[Records shown]
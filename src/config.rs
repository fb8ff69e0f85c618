//! Driver configuration.
//!
//! Everything the driver needs to decide is carried by [`ParMeshConfig`]:
//! iteration budget, entry mode, balance and partition policies, memory
//! ceiling and the options forwarded to the local remesh kernel. The
//! configuration is plain serde data and is validated once, before the loop
//! starts.

use crate::mesh_error::ParMeshError;
use serde::{Deserialize, Serialize};

/// Options forwarded to the local kernel and checked before the loop.
#[derive(Clone, Debug, PartialEq, Serialize, Deserialize)]
#[serde(default)]
pub struct RemeshOptions {
    /// Lagrangian motion mode (not supported in parallel).
    pub lagrangian: Option<u8>,
    /// Level-set discretization (not supported in parallel).
    pub iso: bool,
    /// Keep the existing edge lengths (builds a metric from the mesh).
    pub optim: bool,
    /// Strong mesh optimisation for LES; isotropic metrics only.
    pub optim_les: bool,
    /// Constant target size.
    pub hsiz: Option<f64>,
    /// Metric edge length above which the kernel refines.
    pub refine_threshold: f64,
}

impl Default for RemeshOptions {
    fn default() -> Self {
        Self {
            lagrangian: None,
            iso: false,
            optim: false,
            optim_les: false,
            hsiz: None,
            refine_threshold: std::f64::consts::SQRT_2,
        }
    }
}

/// Where the input mesh lives when the run starts.
#[derive(Copy, Clone, Debug, Default, PartialEq, Eq, Serialize, Deserialize)]
pub enum InputMode {
    /// Rank 0 holds the whole mesh.
    #[default]
    Centralized,
    /// Every rank holds its own groups with consistent global ids.
    Distributed,
}

#[derive(Clone, Debug, PartialEq, Serialize, Deserialize)]
#[serde(default)]
pub struct BalancePolicy {
    pub enabled: bool,
    /// Rebalance when `max_load / mean_load - 1` exceeds this.
    pub imbalance_threshold: f64,
    /// Groups larger than `mean_load / grains_per_proc` are split before moving.
    pub grains_per_proc: usize,
    /// Merge the groups of a rank into one after migration.
    pub merge_arrivals: bool,
}

impl Default for BalancePolicy {
    fn default() -> Self {
        Self {
            enabled: true,
            imbalance_threshold: 0.2,
            grains_per_proc: 4,
            merge_arrivals: true,
        }
    }
}

#[derive(Clone, Debug, PartialEq, Eq, Serialize, Deserialize)]
pub enum PartitionPolicy {
    /// Breadth-first region growing over the tetra dual graph.
    GraphGrowing { seed: u64 },
    /// Recursive coordinate bisection of tetra centroids.
    Rcb,
}

impl Default for PartitionPolicy {
    fn default() -> Self {
        PartitionPolicy::GraphGrowing { seed: 42 }
    }
}

/// How the balancer weighs a group.
#[derive(Copy, Clone, Debug, Default, PartialEq, Eq, Serialize, Deserialize)]
pub enum WeightPolicy {
    #[default]
    TetraCount,
    /// Tetra count scaled by the expected refinement from the metric.
    MetricCost,
}

#[derive(Clone, Debug, PartialEq, Serialize, Deserialize)]
#[serde(default)]
pub struct ParMeshConfig {
    /// Maximum number of balance/remesh iterations.
    pub niter: usize,
    pub mode: InputMode,
    pub balance: BalancePolicy,
    pub partition: PartitionPolicy,
    pub weight: WeightPolicy,
    /// Let the kernel move interface points; they are resynchronized after.
    pub interface_motion: bool,
    /// Process memory ceiling in bytes; `None` means unlimited.
    pub mem_glo_max: Option<usize>,
    /// Coordinates closer than this are the same point.
    pub geometric_tolerance: f64,
    pub remesh: RemeshOptions,
    /// Log the phase trace at `info` level.
    pub verbose: bool,
}

impl Default for ParMeshConfig {
    fn default() -> Self {
        Self {
            niter: 3,
            mode: InputMode::default(),
            balance: BalancePolicy::default(),
            partition: PartitionPolicy::default(),
            weight: WeightPolicy::default(),
            interface_motion: false,
            mem_glo_max: None,
            geometric_tolerance: 1e-9,
            remesh: RemeshOptions::default(),
            verbose: false,
        }
    }
}

impl ParMeshConfig {
    pub fn validate(&self) -> Result<(), ParMeshError> {
        let bad = |msg: String| Err(ParMeshError::InvalidConfig(msg));
        let b = &self.balance;
        if !b.imbalance_threshold.is_finite() || b.imbalance_threshold < 0.0 {
            return bad(format!(
                "imbalance threshold must be finite and >= 0, got {}",
                b.imbalance_threshold
            ));
        }
        if b.grains_per_proc == 0 {
            return bad("grains_per_proc must be >= 1".into());
        }
        if !self.geometric_tolerance.is_finite() || self.geometric_tolerance < 0.0 {
            return bad(format!(
                "geometric tolerance must be finite and >= 0, got {}",
                self.geometric_tolerance
            ));
        }
        if self.mem_glo_max == Some(0) {
            return bad("memory ceiling must be > 0".into());
        }
        if let Some(h) = self.remesh.hsiz {
            if !(h.is_finite() && h > 0.0) {
                return bad(format!("hsiz must be > 0, got {h}"));
            }
        }
        if !(self.remesh.refine_threshold.is_finite() && self.remesh.refine_threshold > 1.0) {
            return bad(format!(
                "refine threshold must be > 1, got {}",
                self.remesh.refine_threshold
            ));
        }
        Ok(())
    }
}

#[cfg(test)]
mod tests {
    use super::*;

    #[test]
    fn default_is_valid() {
        ParMeshConfig::default().validate().unwrap();
    }

    #[test]
    fn rejects_bad_values() {
        let mut cfg = ParMeshConfig::default();
        cfg.balance.grains_per_proc = 0;
        assert!(matches!(cfg.validate(), Err(ParMeshError::InvalidConfig(_))));

        let mut cfg = ParMeshConfig::default();
        cfg.remesh.hsiz = Some(-1.0);
        assert!(cfg.validate().is_err());

        let mut cfg = ParMeshConfig::default();
        cfg.balance.imbalance_threshold = f64::NAN;
        assert!(cfg.validate().is_err());
    }

    #[test]
    fn partial_json_fills_defaults() {
        let cfg: ParMeshConfig =
            serde_json::from_str(r#"{ "niter": 1, "partition": "Rcb" }"#).unwrap();
        assert_eq!(cfg.niter, 1);
        assert_eq!(cfg.partition, PartitionPolicy::Rcb);
        assert_eq!(cfg.balance, BalancePolicy::default());
    }
}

[Task item] Write out every entry above, word for word.

[Task solution]
filename src/config.rs
repository fb8ff69e0f85c618
//! Driver configuration.
//!
//! Everything the driver needs to decide is carried by [`ParMeshConfig`]:
//! iteration budget, entry mode, balance and partition policies, memory
//! ceiling and the options forwarded to the local remesh kernel. The
//! configuration is plain serde data and is validated once, before the loop
//! starts.

use crate::mesh_error::ParMeshError;
use serde::{Deserialize, Serialize};

/// Options forwarded to the local kernel and checked before the loop.
#[derive(Clone, Debug, PartialEq, Serialize, Deserialize)]
#[serde(default)]
pub struct RemeshOptions {
    /// Lagrangian motion mode (not supported in parallel).
    pub lagrangian: Option<u8>,
    /// Level-set discretization (not supported in parallel).
    pub iso: bool,
    /// Keep the existing edge lengths (builds a metric from the mesh).
    pub optim: bool,
    /// Strong mesh optimisation for LES; isotropic metrics only.
    pub optim_les: bool,
    /// Constant target size.
    pub hsiz: Option<f64>,
    /// Metric edge length above which the kernel refines.
    pub refine_threshold: f64,
}

impl Default for RemeshOptions {
    fn default() -> Self {
        Self {
            lagrangian: None,
            iso: false,
            optim: false,
            optim_les: false,
            hsiz: None,
            refine_threshold: std::f64::consts::SQRT_2,
        }
    }
}

/// Where the input mesh lives when the run starts.
#[derive(Copy, Clone, Debug, Default, PartialEq, Eq, Serialize, Deserialize)]
pub enum InputMode {
    /// Rank 0 holds the whole mesh.
    #[default]
    Centralized,
    /// Every rank holds its own groups with consistent global ids.
    Distributed,
}

#[derive(Clone, Debug, PartialEq, Serialize, Deserialize)]
#[serde(default)]
pub struct BalancePolicy {
    pub enabled: bool,
    /// Rebalance when `max_load / mean_load - 1` exceeds this.
    pub imbalance_threshold: f64,
    /// Groups larger than `mean_load / grains_per_proc` are split before moving.
    pub grains_per_proc: usize,
    /// Merge the groups of a rank into one after migration.
    pub merge_arrivals: bool,
}

impl Default for BalancePolicy {
    fn default() -> Self {
        Self {
            enabled: true,
            imbalance_threshold: 0.2,
            grains_per_proc: 4,
            merge_arrivals: true,
        }
    }
}

#[derive(Clone, Debug, PartialEq, Eq, Serialize, Deserialize)]
pub enum PartitionPolicy {
    /// Breadth-first region growing over the tetra dual graph.
    GraphGrowing { seed: u64 },
    /// Recursive coordinate bisection of tetra centroids.
    Rcb,
}

impl Default for PartitionPolicy {
    fn default() -> Self {
        PartitionPolicy::GraphGrowing { seed: 42 }
    }
}

/// How the balancer weighs a group.
#[derive(Copy, Clone, Debug, Default, PartialEq, Eq, Serialize, Deserialize)]
pub enum WeightPolicy {
    #[default]
    TetraCount,
    /// Tetra count scaled by the expected refinement from the metric.
    MetricCost,
}

#[derive(Clone, Debug, PartialEq, Serialize, Deserialize)]
#[serde(default)]
pub struct ParMeshConfig {
    /// Maximum number of balance/remesh iterations.
    pub niter: usize,
    pub mode: InputMode,
    pub balance: BalancePolicy,
    pub partition: PartitionPolicy,
    pub weight: WeightPolicy,
    /// Let the kernel move interface points; they are resynchronized after.
    pub interface_motion: bool,
    /// Process memory ceiling in bytes; `None` means unlimited.
    pub mem_glo_max: Option<usize>,
    /// Coordinates closer than this are the same point.
    pub geometric_tolerance: f64,
    pub remesh: RemeshOptions,
    /// Log the phase trace at `info` level.
    pub verbose: bool,
}

impl Default for ParMeshConfig {
    fn default() -> Self {
        Self {
            niter: 3,
            mode: InputMode::default(),
            balance: BalancePolicy::default(),
            partition: PartitionPolicy::default(),
            weight: WeightPolicy::default(),
            interface_motion: false,
            mem_glo_max: None,
            geometric_tolerance: 1e-9,
            remesh: RemeshOptions::default(),
            verbose: false,
        }
    }
}

impl ParMeshConfig {
    pub fn validate(&self) -> Result<(), ParMeshError> {
        let bad = |msg: String| Err(ParMeshError::InvalidConfig(msg));
        let b = &self.balance;
        if !b.imbalance_threshold.is_finite() || b.imbalance_threshold < 0.0 {
            return bad(format!(
                "imbalance threshold must be finite and >= 0, got {}",
                b.imbalance_threshold
            ));
        }
        if b.grains_per_proc == 0 {
            return bad("grains_per_proc must be >= 1".into());
        }
        if !self.geometric_tolerance.is_finite() || self.geometric_tolerance < 0.0 {
            return bad(format!(
                "geometric tolerance must be finite and >= 0, got {}",
                self.geometric_tolerance
            ));
        }
        if self.mem_glo_max == Some(0) {
            return bad("memory ceiling must be > 0".into());
        }
        if let Some(h) = self.remesh.hsiz {
            if !(h.is_finite() && h > 0.0) {
                return bad(format!("hsiz must be > 0, got {h}"));
            }
        }
        if !(self.remesh.refine_threshold.is_finite() && self.remesh.refine_threshold > 1.0) {
            return bad(format!(
                "refine threshold must be > 1, got {}",
                self.remesh.refine_threshold
            ));
        }
        Ok(())
    }
}

#[cfg(test)]
mod tests {
    use super::*;

    #[test]
    fn default_is_valid() {
        ParMeshConfig::default().validate().unwrap();
    }

    #[test]
    fn rejects_bad_values() {
        let mut cfg = ParMeshConfig::default();
        cfg.balance.grains_per_proc = 0;
        assert!(matches!(cfg.validate(), Err(ParMeshError::InvalidConfig(_))));

        let mut cfg = ParMeshConfig::default();
        cfg.remesh.hsiz = Some(-1.0);
        assert!(cfg.validate().is_err());

        let mut cfg = ParMeshConfig::default();
        cfg.balance.imbalance_threshold = f64::NAN;
        assert!(cfg.validate().is_err());
    }

    #[test]
    fn partial_json_fills_defaults() {
        let cfg: ParMeshConfig =
            serde_json::from_str(r#"{ "niter": 1, "partition": "Rcb" }"#).unwrap();
        assert_eq!(cfg.niter, 1);
        assert_eq!(cfg.partition, PartitionPolicy::Rcb);
        assert_eq!(cfg.balance, BalancePolicy::default());
    }
}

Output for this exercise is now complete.